* Data to use:
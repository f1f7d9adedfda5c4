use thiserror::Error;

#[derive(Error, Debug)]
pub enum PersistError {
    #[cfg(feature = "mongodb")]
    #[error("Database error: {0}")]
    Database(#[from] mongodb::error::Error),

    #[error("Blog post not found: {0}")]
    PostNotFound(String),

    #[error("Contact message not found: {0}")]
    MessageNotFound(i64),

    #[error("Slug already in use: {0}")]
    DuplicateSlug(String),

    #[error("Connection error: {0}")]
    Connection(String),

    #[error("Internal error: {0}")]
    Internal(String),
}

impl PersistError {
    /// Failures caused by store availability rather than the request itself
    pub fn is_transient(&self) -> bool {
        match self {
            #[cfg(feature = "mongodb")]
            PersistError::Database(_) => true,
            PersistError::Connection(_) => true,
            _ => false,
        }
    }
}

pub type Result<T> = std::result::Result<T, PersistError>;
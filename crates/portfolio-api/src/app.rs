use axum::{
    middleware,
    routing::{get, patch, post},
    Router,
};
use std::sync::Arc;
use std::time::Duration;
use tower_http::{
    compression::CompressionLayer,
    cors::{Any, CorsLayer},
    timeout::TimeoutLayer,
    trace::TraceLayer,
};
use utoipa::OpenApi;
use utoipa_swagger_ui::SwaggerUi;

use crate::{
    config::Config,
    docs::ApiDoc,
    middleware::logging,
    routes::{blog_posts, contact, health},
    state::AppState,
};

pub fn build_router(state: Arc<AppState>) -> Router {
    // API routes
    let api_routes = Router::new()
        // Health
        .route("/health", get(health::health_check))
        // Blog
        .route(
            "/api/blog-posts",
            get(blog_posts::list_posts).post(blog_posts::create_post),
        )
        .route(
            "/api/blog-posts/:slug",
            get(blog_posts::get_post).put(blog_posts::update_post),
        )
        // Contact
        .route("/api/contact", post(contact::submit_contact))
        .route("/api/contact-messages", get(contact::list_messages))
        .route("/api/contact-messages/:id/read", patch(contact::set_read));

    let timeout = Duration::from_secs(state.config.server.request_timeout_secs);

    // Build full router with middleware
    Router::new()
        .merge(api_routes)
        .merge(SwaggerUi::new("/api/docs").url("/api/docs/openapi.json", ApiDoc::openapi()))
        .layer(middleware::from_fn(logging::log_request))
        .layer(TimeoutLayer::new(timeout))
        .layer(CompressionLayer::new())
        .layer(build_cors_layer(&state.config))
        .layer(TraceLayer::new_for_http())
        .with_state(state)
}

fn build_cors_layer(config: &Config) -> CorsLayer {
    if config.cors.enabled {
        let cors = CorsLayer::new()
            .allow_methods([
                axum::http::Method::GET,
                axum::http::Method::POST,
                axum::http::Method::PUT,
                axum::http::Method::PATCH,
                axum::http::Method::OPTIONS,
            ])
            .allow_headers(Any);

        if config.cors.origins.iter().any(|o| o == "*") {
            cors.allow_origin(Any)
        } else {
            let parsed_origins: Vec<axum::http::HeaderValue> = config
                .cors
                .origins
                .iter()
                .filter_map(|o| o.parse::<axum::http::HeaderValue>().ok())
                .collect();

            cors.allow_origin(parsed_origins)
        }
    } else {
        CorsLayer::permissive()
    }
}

* Directions: Repeat each entry exactly, so that nothing in the listing is lost.

* Task result:
repository f1f7d9adedfda5c4
use thiserror::Error;

#[derive(Error, Debug)]
pub enum PersistError {
    #[cfg(feature = "mongodb")]
    #[error("Database error: {0}")]
    Database(#[from] mongodb::error::Error),

    #[error("Blog post not found: {0}")]
    PostNotFound(String),

    #[error("Contact message not found: {0}")]
    MessageNotFound(i64),

    #[error("Slug already in use: {0}")]
    DuplicateSlug(String),

    #[error("Connection error: {0}")]
    Connection(String),

    #[error("Internal error: {0}")]
    Internal(String),
}

impl PersistError {
    /// Failures caused by store availability rather than the request itself
    pub fn is_transient(&self) -> bool {
        match self {
            #[cfg(feature = "mongodb")]
            PersistError::Database(_) => true,
            PersistError::Connection(_) => true,
            _ => false,
        }
    }
}

pub type Result<T> = std::result::Result<T, PersistError>;
filename crates/portfolio-api/src/app.rs
use axum::{
    middleware,
    routing::{get, patch, post},
    Router,
};
use std::sync::Arc;
use std::time::Duration;
use tower_http::{
    compression::CompressionLayer,
    cors::{Any, CorsLayer},
    timeout::TimeoutLayer,
    trace::TraceLayer,
};
use utoipa::OpenApi;
use utoipa_swagger_ui::SwaggerUi;

use crate::{
    config::Config,
    docs::ApiDoc,
    middleware::logging,
    routes::{blog_posts, contact, health},
    state::AppState,
};

pub fn build_router(state: Arc<AppState>) -> Router {
    // API routes
    let api_routes = Router::new()
        // Health
        .route("/health", get(health::health_check))
        // Blog
        .route(
            "/api/blog-posts",
            get(blog_posts::list_posts).post(blog_posts::create_post),
        )
        .route(
            "/api/blog-posts/:slug",
            get(blog_posts::get_post).put(blog_posts::update_post),
        )
        // Contact
        .route("/api/contact", post(contact::submit_contact))
        .route("/api/contact-messages", get(contact::list_messages))
        .route("/api/contact-messages/:id/read", patch(contact::set_read));

    let timeout = Duration::from_secs(state.config.server.request_timeout_secs);

    // Build full router with middleware
    Router::new()
        .merge(api_routes)
        .merge(SwaggerUi::new("/api/docs").url("/api/docs/openapi.json", ApiDoc::openapi()))
        .layer(middleware::from_fn(logging::log_request))
        .layer(TimeoutLayer::new(timeout))
        .layer(CompressionLayer::new())
        .layer(build_cors_layer(&state.config))
        .layer(TraceLayer::new_for_http())
        .with_state(state)
}

fn build_cors_layer(config: &Config) -> CorsLayer {
    if config.cors.enabled {
        let cors = CorsLayer::new()
            .allow_methods([
                axum::http::Method::GET,
                axum::http::Method::POST,
                axum::http::Method::PUT,
                axum::http::Method::PATCH,
                axum::http::Method::OPTIONS,
            ])
            .allow_headers(Any);

        if config.cors.origins.iter().any(|o| o == "*") {
            cors.allow_origin(Any)
        } else {
            let parsed_origins: Vec<axum::http::HeaderValue> = config
                .cors
                .origins
                .iter()
                .filter_map(|o| o.parse::<axum::http::HeaderValue>().ok())
                .collect();

            cors.allow_origin(parsed_origins)
        }
    } else {
        CorsLayer::permissive()
    }
}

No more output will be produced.